SKPDB is a relational database of protein structures predicted by comparative modeling or solved by crystallography, applied to the study of shikimate pathway enzymes. Each entry in SKPDB provides information about a given enzyme, including: (1) a detailed description of the enzyme, (2) the primary sequence of the enzyme, (3) the structure model of the enzyme, (4) the chemical properties of the enzyme, (5) references about the enzyme, and (6) comments and miscellaneous information. All files (primary sequence, atomic coordinates and quality values) are available for downloading. This database is available for all users on the Web, providing a large amount of structural models to be used in virtual screening initiatives and molecular docking.

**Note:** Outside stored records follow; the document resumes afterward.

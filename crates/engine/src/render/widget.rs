//! Widget descriptors produced by the renderer.
//!
//! Descriptors are plain data: a front end maps each variant to a concrete
//! control. They serialize with a `widget` tag so the CLI can print them.

use formfill_types::{AddressValue, Alignment, DocumentFile, FieldId};
use serde::Serialize;

/// Flavour of single-line text input.
#[derive(Debug, Clone, Copy, PartialEq, Eq, Serialize)]
#[serde(rename_all = "snake_case")]
pub enum TextInputKind {
    Text,
    Email,
    Number,
}

/// Which picker a date-like field uses.
#[derive(Debug, Clone, Copy, PartialEq, Eq, Serialize)]
#[serde(rename_all = "snake_case")]
pub enum DateMode {
    Date,
    Time,
    DateTime,
}

/// One labelled choice with its derived selection state.
#[derive(Debug, Clone, PartialEq, Serialize)]
pub struct OptionView {
    pub index: usize,
    pub label: String,
    #[serde(skip_serializing_if = "Option::is_none")]
    pub image_url: Option<String>,
    pub selected: bool,
}

/// One matrix row and the index of its selected column.
#[derive(Debug, Clone, PartialEq, Serialize)]
pub struct MatrixRowView {
    pub label: String,
    pub selected_column: Option<usize>,
}

/// Metadata of the file currently attached to an upload widget.
#[derive(Debug, Clone, PartialEq, Eq, Serialize)]
pub struct FileSummary {
    pub name: String,
    #[serde(rename = "type")]
    pub mime_type: String,
    pub size: u64,
    /// False when only draft metadata survived a reload; the file must be
    /// chosen again before its content can be uploaded.
    pub content_available: bool,
}

impl From<&DocumentFile> for FileSummary {
    fn from(document: &DocumentFile) -> Self {
        Self {
            name: document.name.clone(),
            mime_type: document.mime_type.clone(),
            size: document.size,
            content_available: document.has_content(),
        }
    }
}

/// Interactive or static element for one field.
#[derive(Debug, Clone, PartialEq, Serialize)]
#[serde(tag = "widget", rename_all = "snake_case")]
pub enum Widget {
    TextInput {
        input: TextInputKind,
        value: String,
        placeholder: Option<String>,
    },
    TextArea {
        value: String,
        placeholder: Option<String>,
        lines: u16,
    },
    Checkbox {
        checked: bool,
    },
    Switch {
        on: bool,
    },
    RadioGroup {
        options: Vec<OptionView>,
    },
    CheckboxGroup {
        options: Vec<OptionView>,
    },
    Dropdown {
        options: Vec<OptionView>,
        placeholder: Option<String>,
    },
    MultiSelect {
        options: Vec<OptionView>,
    },
    PictureChoice {
        options: Vec<OptionView>,
    },
    ChoiceMatrix {
        rows: Vec<MatrixRowView>,
        columns: Vec<String>,
    },
    Ranking {
        items: Vec<String>,
    },
    StarRating {
        max: u32,
        value: Option<u32>,
    },
    Slider {
        min: f64,
        max: f64,
        value: Option<f64>,
    },
    OpinionScale {
        min: i64,
        max: i64,
        selected: Option<i64>,
    },
    DatePicker {
        mode: DateMode,
        value: String,
    },
    DateRange {
        from: String,
        to: String,
    },
    Address {
        parts: AddressValue,
    },
    FileUpload {
        file: Option<FileSummary>,
    },
    Divider,
    Image {
        src: Option<String>,
        alignment: Alignment,
    },
    Pdf {
        src: Option<String>,
    },
    Video {
        src: Option<String>,
    },
    #[serde(rename = "youtube")]
    YouTube {
        src: Option<String>,
        embed_url: Option<String>,
    },
    Heading {
        text: String,
        alignment: Alignment,
    },
    Banner {
        text: String,
        image: Option<String>,
    },
    ThankYou {
        message: String,
    },
    SubmitButton {
        label: String,
        color: String,
    },
    NextButton {
        label: String,
        color: String,
    },
}

/// Colors and typography after applying field overrides to the form theme.
#[derive(Debug, Clone, PartialEq, Serialize)]
pub struct ResolvedStyle {
    pub question_color: String,
    pub answer_color: String,
    pub background_color: String,
    pub primary_color: String,
    pub font: String,
    pub font_size: Option<f64>,
    pub alignment: Alignment,
}

/// Renderer output for one field.
#[derive(Debug, Clone, PartialEq, Serialize)]
pub struct RenderedField {
    pub field_id: FieldId,
    #[serde(rename = "type")]
    pub kind: String,
    pub label: String,
    pub required: bool,
    #[serde(skip_serializing_if = "Option::is_none")]
    pub description: Option<String>,
    pub style: ResolvedStyle,
    pub widget: Widget,
}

The SKPDB is regularly updated with the addition of new data and tools about shikimate pathway enzymes. A click on the links opens a new window that displays more detailed information for the selected enzyme, in different biological databases such as Swiss-Prot/UniprotKB, PDB, KEGG, BRENDA, IUMB, and PUBMED, among others. The enzyme records page contains primary sequence and structure of the model, information about alignment, analysis of target models such as PROCHECK, G-factor and the values of the RMSD from ideal geometry.
Description table content in SKPDB
How to use the SKPDB?
Searching tool in the SKPDB
The homepage offers to the user different ways for searching the database (Figure 5). The user can search in the SKPDB for a specific enzyme, just by using the Swiss-Prot+UniprotKB access number code. SKPDB also can be searched using the field "organism" or "name of enzyme", or even using a combination of both fields. A query is formed by selecting one radio button, and the blank text forms are entered with keywords or strings, such as a partial or full name of the enzyme or organism.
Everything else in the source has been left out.